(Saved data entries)
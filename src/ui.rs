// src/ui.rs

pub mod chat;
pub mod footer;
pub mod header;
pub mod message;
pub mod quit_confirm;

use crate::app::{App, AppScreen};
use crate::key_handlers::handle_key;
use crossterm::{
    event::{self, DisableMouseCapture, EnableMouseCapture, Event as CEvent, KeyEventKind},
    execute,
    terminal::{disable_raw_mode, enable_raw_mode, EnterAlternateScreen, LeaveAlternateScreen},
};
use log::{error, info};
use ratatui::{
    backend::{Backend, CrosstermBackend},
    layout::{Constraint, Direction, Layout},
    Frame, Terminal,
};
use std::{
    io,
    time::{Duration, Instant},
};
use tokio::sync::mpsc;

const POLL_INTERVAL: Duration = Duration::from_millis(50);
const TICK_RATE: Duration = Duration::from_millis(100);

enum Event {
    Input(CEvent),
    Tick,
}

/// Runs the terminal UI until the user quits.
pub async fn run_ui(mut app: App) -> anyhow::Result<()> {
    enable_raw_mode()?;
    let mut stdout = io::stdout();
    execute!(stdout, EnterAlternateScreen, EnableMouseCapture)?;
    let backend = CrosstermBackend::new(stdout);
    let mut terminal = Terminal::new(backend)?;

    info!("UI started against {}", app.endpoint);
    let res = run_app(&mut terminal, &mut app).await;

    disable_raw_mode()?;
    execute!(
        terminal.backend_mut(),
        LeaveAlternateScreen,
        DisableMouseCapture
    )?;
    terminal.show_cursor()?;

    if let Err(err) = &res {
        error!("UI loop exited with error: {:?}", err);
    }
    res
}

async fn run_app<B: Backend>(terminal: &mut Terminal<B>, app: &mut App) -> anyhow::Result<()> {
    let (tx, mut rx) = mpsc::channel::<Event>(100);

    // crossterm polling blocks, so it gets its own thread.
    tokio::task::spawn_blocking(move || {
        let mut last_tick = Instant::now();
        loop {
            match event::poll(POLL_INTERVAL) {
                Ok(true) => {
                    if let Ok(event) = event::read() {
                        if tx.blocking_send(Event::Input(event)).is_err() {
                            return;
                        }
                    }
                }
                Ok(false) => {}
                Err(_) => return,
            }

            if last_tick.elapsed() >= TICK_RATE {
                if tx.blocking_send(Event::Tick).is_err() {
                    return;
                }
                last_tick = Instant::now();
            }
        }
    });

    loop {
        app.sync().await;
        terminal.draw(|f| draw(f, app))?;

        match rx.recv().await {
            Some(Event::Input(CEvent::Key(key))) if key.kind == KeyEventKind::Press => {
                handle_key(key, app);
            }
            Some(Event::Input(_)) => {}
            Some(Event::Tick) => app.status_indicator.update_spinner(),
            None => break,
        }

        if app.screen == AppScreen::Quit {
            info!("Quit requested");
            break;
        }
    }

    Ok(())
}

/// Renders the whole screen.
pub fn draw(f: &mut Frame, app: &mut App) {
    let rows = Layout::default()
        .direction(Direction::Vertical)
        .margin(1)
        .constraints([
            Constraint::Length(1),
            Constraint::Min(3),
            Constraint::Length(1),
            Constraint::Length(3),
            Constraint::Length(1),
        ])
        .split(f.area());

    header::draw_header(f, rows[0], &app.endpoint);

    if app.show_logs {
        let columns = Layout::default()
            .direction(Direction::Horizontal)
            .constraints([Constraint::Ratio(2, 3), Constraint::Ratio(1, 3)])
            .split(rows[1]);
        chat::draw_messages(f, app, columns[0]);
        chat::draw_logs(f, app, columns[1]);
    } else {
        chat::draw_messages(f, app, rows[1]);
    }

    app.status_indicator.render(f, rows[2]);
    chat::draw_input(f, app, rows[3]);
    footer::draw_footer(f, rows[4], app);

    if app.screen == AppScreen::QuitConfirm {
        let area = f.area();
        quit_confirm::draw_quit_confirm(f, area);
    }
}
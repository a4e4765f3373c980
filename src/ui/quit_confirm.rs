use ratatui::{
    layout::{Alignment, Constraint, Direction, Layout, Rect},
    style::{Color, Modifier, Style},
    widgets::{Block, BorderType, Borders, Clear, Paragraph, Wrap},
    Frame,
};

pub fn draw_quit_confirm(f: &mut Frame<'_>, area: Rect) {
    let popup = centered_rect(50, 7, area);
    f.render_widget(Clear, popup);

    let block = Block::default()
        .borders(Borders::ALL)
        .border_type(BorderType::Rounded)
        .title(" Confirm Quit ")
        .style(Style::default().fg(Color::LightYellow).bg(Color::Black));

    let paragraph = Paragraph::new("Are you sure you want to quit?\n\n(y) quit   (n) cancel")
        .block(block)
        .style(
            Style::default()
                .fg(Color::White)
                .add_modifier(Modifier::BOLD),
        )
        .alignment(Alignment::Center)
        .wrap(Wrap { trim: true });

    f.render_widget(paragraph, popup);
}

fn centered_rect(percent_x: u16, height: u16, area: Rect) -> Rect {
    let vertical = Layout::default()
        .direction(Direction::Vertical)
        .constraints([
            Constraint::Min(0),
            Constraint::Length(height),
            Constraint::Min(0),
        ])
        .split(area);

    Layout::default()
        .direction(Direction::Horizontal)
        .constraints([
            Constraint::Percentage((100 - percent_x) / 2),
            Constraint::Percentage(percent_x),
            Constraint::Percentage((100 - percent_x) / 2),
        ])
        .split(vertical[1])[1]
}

REQUIREMENT -> Write the records above out again, exactly as they are.

RESULT OF THIS TASK ->
filename src/ui.rs
// src/ui.rs

pub mod chat;
pub mod footer;
pub mod header;
pub mod message;
pub mod quit_confirm;

use crate::app::{App, AppScreen};
use crate::key_handlers::handle_key;
use crossterm::{
    event::{self, DisableMouseCapture, EnableMouseCapture, Event as CEvent, KeyEventKind},
    execute,
    terminal::{disable_raw_mode, enable_raw_mode, EnterAlternateScreen, LeaveAlternateScreen},
};
use log::{error, info};
use ratatui::{
    backend::{Backend, CrosstermBackend},
    layout::{Constraint, Direction, Layout},
    Frame, Terminal,
};
use std::{
    io,
    time::{Duration, Instant},
};
use tokio::sync::mpsc;

const POLL_INTERVAL: Duration = Duration::from_millis(50);
const TICK_RATE: Duration = Duration::from_millis(100);

enum Event {
    Input(CEvent),
    Tick,
}

/// Runs the terminal UI until the user quits.
pub async fn run_ui(mut app: App) -> anyhow::Result<()> {
    enable_raw_mode()?;
    let mut stdout = io::stdout();
    execute!(stdout, EnterAlternateScreen, EnableMouseCapture)?;
    let backend = CrosstermBackend::new(stdout);
    let mut terminal = Terminal::new(backend)?;

    info!("UI started against {}", app.endpoint);
    let res = run_app(&mut terminal, &mut app).await;

    disable_raw_mode()?;
    execute!(
        terminal.backend_mut(),
        LeaveAlternateScreen,
        DisableMouseCapture
    )?;
    terminal.show_cursor()?;

    if let Err(err) = &res {
        error!("UI loop exited with error: {:?}", err);
    }
    res
}

async fn run_app<B: Backend>(terminal: &mut Terminal<B>, app: &mut App) -> anyhow::Result<()> {
    let (tx, mut rx) = mpsc::channel::<Event>(100);

    // crossterm polling blocks, so it gets its own thread.
    tokio::task::spawn_blocking(move || {
        let mut last_tick = Instant::now();
        loop {
            match event::poll(POLL_INTERVAL) {
                Ok(true) => {
                    if let Ok(event) = event::read() {
                        if tx.blocking_send(Event::Input(event)).is_err() {
                            return;
                        }
                    }
                }
                Ok(false) => {}
                Err(_) => return,
            }

            if last_tick.elapsed() >= TICK_RATE {
                if tx.blocking_send(Event::Tick).is_err() {
                    return;
                }
                last_tick = Instant::now();
            }
        }
    });

    loop {
        app.sync().await;
        terminal.draw(|f| draw(f, app))?;

        match rx.recv().await {
            Some(Event::Input(CEvent::Key(key))) if key.kind == KeyEventKind::Press => {
                handle_key(key, app);
            }
            Some(Event::Input(_)) => {}
            Some(Event::Tick) => app.status_indicator.update_spinner(),
            None => break,
        }

        if app.screen == AppScreen::Quit {
            info!("Quit requested");
            break;
        }
    }

    Ok(())
}

/// Renders the whole screen.
pub fn draw(f: &mut Frame, app: &mut App) {
    let rows = Layout::default()
        .direction(Direction::Vertical)
        .margin(1)
        .constraints([
            Constraint::Length(1),
            Constraint::Min(3),
            Constraint::Length(1),
            Constraint::Length(3),
            Constraint::Length(1),
        ])
        .split(f.area());

    header::draw_header(f, rows[0], &app.endpoint);

    if app.show_logs {
        let columns = Layout::default()
            .direction(Direction::Horizontal)
            .constraints([Constraint::Ratio(2, 3), Constraint::Ratio(1, 3)])
            .split(rows[1]);
        chat::draw_messages(f, app, columns[0]);
        chat::draw_logs(f, app, columns[1]);
    } else {
        chat::draw_messages(f, app, rows[1]);
    }

    app.status_indicator.render(f, rows[2]);
    chat::draw_input(f, app, rows[3]);
    footer::draw_footer(f, rows[4], app);

    if app.screen == AppScreen::QuitConfirm {
        let area = f.area();
        quit_confirm::draw_quit_confirm(f, area);
    }
}
repository a4e4765f3373c980
filename src/ui/quit_confirm.rs
use ratatui::{
    layout::{Alignment, Constraint, Direction, Layout, Rect},
    style::{Color, Modifier, Style},
    widgets::{Block, BorderType, Borders, Clear, Paragraph, Wrap},
    Frame,
};

pub fn draw_quit_confirm(f: &mut Frame<'_>, area: Rect) {
    let popup = centered_rect(50, 7, area);
    f.render_widget(Clear, popup);

    let block = Block::default()
        .borders(Borders::ALL)
        .border_type(BorderType::Rounded)
        .title(" Confirm Quit ")
        .style(Style::default().fg(Color::LightYellow).bg(Color::Black));

    let paragraph = Paragraph::new("Are you sure you want to quit?\n\n(y) quit   (n) cancel")
        .block(block)
        .style(
            Style::default()
                .fg(Color::White)
                .add_modifier(Modifier::BOLD),
        )
        .alignment(Alignment::Center)
        .wrap(Wrap { trim: true });

    f.render_widget(paragraph, popup);
}

fn centered_rect(percent_x: u16, height: u16, area: Rect) -> Rect {
    let vertical = Layout::default()
        .direction(Direction::Vertical)
        .constraints([
            Constraint::Min(0),
            Constraint::Length(height),
            Constraint::Min(0),
        ])
        .split(area);

    Layout::default()
        .direction(Direction::Horizontal)
        .constraints([
            Constraint::Percentage((100 - percent_x) / 2),
            Constraint::Percentage(percent_x),
            Constraint::Percentage((100 - percent_x) / 2),
        ])
        .split(vertical[1])[1]
}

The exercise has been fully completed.